# REQUIRED WORK
Each entry needs to be duplicated exactly.

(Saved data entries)
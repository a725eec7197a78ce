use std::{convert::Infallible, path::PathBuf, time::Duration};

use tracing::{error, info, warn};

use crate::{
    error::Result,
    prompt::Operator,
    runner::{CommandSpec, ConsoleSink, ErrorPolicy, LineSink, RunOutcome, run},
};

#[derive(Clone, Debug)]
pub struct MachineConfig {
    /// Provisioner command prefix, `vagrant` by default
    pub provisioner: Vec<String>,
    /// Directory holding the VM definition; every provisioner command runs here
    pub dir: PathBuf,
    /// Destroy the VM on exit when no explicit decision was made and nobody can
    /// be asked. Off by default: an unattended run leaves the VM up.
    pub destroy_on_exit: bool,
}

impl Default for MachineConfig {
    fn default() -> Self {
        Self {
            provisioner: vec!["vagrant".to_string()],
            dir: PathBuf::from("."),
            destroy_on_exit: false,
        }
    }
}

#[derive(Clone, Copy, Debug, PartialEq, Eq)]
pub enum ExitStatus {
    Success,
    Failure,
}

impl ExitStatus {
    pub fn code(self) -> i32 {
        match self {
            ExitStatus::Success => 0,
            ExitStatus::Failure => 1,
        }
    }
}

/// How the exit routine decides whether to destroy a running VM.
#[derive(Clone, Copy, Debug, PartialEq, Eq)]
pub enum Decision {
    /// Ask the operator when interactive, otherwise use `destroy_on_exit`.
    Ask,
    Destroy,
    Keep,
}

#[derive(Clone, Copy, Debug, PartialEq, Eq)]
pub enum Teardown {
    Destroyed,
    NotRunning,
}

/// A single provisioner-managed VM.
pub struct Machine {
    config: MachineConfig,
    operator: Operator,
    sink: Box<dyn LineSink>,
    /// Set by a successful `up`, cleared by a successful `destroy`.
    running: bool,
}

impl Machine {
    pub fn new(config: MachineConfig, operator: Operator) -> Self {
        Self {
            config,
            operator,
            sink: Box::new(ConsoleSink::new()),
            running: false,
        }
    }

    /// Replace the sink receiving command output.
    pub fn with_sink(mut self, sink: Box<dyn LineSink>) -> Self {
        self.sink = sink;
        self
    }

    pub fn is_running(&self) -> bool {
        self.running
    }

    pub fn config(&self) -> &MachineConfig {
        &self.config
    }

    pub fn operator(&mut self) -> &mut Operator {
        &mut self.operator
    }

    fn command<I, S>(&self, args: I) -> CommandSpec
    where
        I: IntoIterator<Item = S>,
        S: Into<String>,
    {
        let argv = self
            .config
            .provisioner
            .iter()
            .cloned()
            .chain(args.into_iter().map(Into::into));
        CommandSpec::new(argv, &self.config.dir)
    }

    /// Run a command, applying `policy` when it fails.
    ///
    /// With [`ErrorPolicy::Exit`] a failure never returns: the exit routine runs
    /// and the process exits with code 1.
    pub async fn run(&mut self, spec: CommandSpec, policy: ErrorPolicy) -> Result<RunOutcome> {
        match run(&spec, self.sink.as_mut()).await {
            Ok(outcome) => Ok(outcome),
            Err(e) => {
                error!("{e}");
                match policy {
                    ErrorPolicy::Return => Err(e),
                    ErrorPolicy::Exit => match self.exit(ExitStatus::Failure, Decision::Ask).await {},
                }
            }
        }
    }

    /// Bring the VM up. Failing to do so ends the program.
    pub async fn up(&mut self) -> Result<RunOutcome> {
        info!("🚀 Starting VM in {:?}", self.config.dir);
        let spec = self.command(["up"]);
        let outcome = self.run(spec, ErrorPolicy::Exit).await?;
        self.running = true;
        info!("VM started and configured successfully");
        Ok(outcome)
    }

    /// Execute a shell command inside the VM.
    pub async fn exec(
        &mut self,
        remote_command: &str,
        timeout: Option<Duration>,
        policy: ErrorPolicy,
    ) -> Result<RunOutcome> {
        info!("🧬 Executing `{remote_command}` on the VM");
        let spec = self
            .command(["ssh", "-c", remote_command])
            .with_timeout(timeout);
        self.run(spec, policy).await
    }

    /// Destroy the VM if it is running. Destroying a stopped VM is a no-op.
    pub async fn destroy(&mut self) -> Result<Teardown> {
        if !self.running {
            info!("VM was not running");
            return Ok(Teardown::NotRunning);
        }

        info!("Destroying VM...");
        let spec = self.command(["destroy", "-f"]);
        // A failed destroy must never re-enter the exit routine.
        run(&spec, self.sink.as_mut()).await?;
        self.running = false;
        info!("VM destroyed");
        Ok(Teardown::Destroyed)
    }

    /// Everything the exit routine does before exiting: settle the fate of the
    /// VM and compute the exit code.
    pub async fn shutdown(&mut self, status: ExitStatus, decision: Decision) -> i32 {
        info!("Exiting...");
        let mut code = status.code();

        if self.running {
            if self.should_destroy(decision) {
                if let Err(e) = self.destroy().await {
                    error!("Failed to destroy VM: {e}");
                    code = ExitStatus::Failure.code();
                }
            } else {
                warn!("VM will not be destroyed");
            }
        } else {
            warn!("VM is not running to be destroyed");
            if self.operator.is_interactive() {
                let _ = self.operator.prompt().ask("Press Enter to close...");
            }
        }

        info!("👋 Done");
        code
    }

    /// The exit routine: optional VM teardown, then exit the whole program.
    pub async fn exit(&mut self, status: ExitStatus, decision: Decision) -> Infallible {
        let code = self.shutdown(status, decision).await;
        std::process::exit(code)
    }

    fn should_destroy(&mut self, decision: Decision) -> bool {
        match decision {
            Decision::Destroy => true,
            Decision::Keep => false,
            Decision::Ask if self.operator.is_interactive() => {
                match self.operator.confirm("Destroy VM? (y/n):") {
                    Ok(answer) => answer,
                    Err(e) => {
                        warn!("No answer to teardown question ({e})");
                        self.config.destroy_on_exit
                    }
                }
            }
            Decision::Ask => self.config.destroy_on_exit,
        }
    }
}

# TASK ANSWER
repository a725eec7197a78ce
use std::{convert::Infallible, path::PathBuf, time::Duration};

use tracing::{error, info, warn};

use crate::{
    error::Result,
    prompt::Operator,
    runner::{CommandSpec, ConsoleSink, ErrorPolicy, LineSink, RunOutcome, run},
};

#[derive(Clone, Debug)]
pub struct MachineConfig {
    /// Provisioner command prefix, `vagrant` by default
    pub provisioner: Vec<String>,
    /// Directory holding the VM definition; every provisioner command runs here
    pub dir: PathBuf,
    /// Destroy the VM on exit when no explicit decision was made and nobody can
    /// be asked. Off by default: an unattended run leaves the VM up.
    pub destroy_on_exit: bool,
}

impl Default for MachineConfig {
    fn default() -> Self {
        Self {
            provisioner: vec!["vagrant".to_string()],
            dir: PathBuf::from("."),
            destroy_on_exit: false,
        }
    }
}

#[derive(Clone, Copy, Debug, PartialEq, Eq)]
pub enum ExitStatus {
    Success,
    Failure,
}

impl ExitStatus {
    pub fn code(self) -> i32 {
        match self {
            ExitStatus::Success => 0,
            ExitStatus::Failure => 1,
        }
    }
}

/// How the exit routine decides whether to destroy a running VM.
#[derive(Clone, Copy, Debug, PartialEq, Eq)]
pub enum Decision {
    /// Ask the operator when interactive, otherwise use `destroy_on_exit`.
    Ask,
    Destroy,
    Keep,
}

#[derive(Clone, Copy, Debug, PartialEq, Eq)]
pub enum Teardown {
    Destroyed,
    NotRunning,
}

/// A single provisioner-managed VM.
pub struct Machine {
    config: MachineConfig,
    operator: Operator,
    sink: Box<dyn LineSink>,
    /// Set by a successful `up`, cleared by a successful `destroy`.
    running: bool,
}

impl Machine {
    pub fn new(config: MachineConfig, operator: Operator) -> Self {
        Self {
            config,
            operator,
            sink: Box::new(ConsoleSink::new()),
            running: false,
        }
    }

    /// Replace the sink receiving command output.
    pub fn with_sink(mut self, sink: Box<dyn LineSink>) -> Self {
        self.sink = sink;
        self
    }

    pub fn is_running(&self) -> bool {
        self.running
    }

    pub fn config(&self) -> &MachineConfig {
        &self.config
    }

    pub fn operator(&mut self) -> &mut Operator {
        &mut self.operator
    }

    fn command<I, S>(&self, args: I) -> CommandSpec
    where
        I: IntoIterator<Item = S>,
        S: Into<String>,
    {
        let argv = self
            .config
            .provisioner
            .iter()
            .cloned()
            .chain(args.into_iter().map(Into::into));
        CommandSpec::new(argv, &self.config.dir)
    }

    /// Run a command, applying `policy` when it fails.
    ///
    /// With [`ErrorPolicy::Exit`] a failure never returns: the exit routine runs
    /// and the process exits with code 1.
    pub async fn run(&mut self, spec: CommandSpec, policy: ErrorPolicy) -> Result<RunOutcome> {
        match run(&spec, self.sink.as_mut()).await {
            Ok(outcome) => Ok(outcome),
            Err(e) => {
                error!("{e}");
                match policy {
                    ErrorPolicy::Return => Err(e),
                    ErrorPolicy::Exit => match self.exit(ExitStatus::Failure, Decision::Ask).await {},
                }
            }
        }
    }

    /// Bring the VM up. Failing to do so ends the program.
    pub async fn up(&mut self) -> Result<RunOutcome> {
        info!("🚀 Starting VM in {:?}", self.config.dir);
        let spec = self.command(["up"]);
        let outcome = self.run(spec, ErrorPolicy::Exit).await?;
        self.running = true;
        info!("VM started and configured successfully");
        Ok(outcome)
    }

    /// Execute a shell command inside the VM.
    pub async fn exec(
        &mut self,
        remote_command: &str,
        timeout: Option<Duration>,
        policy: ErrorPolicy,
    ) -> Result<RunOutcome> {
        info!("🧬 Executing `{remote_command}` on the VM");
        let spec = self
            .command(["ssh", "-c", remote_command])
            .with_timeout(timeout);
        self.run(spec, policy).await
    }

    /// Destroy the VM if it is running. Destroying a stopped VM is a no-op.
    pub async fn destroy(&mut self) -> Result<Teardown> {
        if !self.running {
            info!("VM was not running");
            return Ok(Teardown::NotRunning);
        }

        info!("Destroying VM...");
        let spec = self.command(["destroy", "-f"]);
        // A failed destroy must never re-enter the exit routine.
        run(&spec, self.sink.as_mut()).await?;
        self.running = false;
        info!("VM destroyed");
        Ok(Teardown::Destroyed)
    }

    /// Everything the exit routine does before exiting: settle the fate of the
    /// VM and compute the exit code.
    pub async fn shutdown(&mut self, status: ExitStatus, decision: Decision) -> i32 {
        info!("Exiting...");
        let mut code = status.code();

        if self.running {
            if self.should_destroy(decision) {
                if let Err(e) = self.destroy().await {
                    error!("Failed to destroy VM: {e}");
                    code = ExitStatus::Failure.code();
                }
            } else {
                warn!("VM will not be destroyed");
            }
        } else {
            warn!("VM is not running to be destroyed");
            if self.operator.is_interactive() {
                let _ = self.operator.prompt().ask("Press Enter to close...");
            }
        }

        info!("👋 Done");
        code
    }

    /// The exit routine: optional VM teardown, then exit the whole program.
    pub async fn exit(&mut self, status: ExitStatus, decision: Decision) -> Infallible {
        let code = self.shutdown(status, decision).await;
        std::process::exit(code)
    }

    fn should_destroy(&mut self, decision: Decision) -> bool {
        match decision {
            Decision::Destroy => true,
            Decision::Keep => false,
            Decision::Ask if self.operator.is_interactive() => {
                match self.operator.confirm("Destroy VM? (y/n):") {
                    Ok(answer) => answer,
                    Err(e) => {
                        warn!("No answer to teardown question ({e})");
                        self.config.destroy_on_exit
                    }
                }
            }
            Decision::Ask => self.config.destroy_on_exit,
        }
    }
}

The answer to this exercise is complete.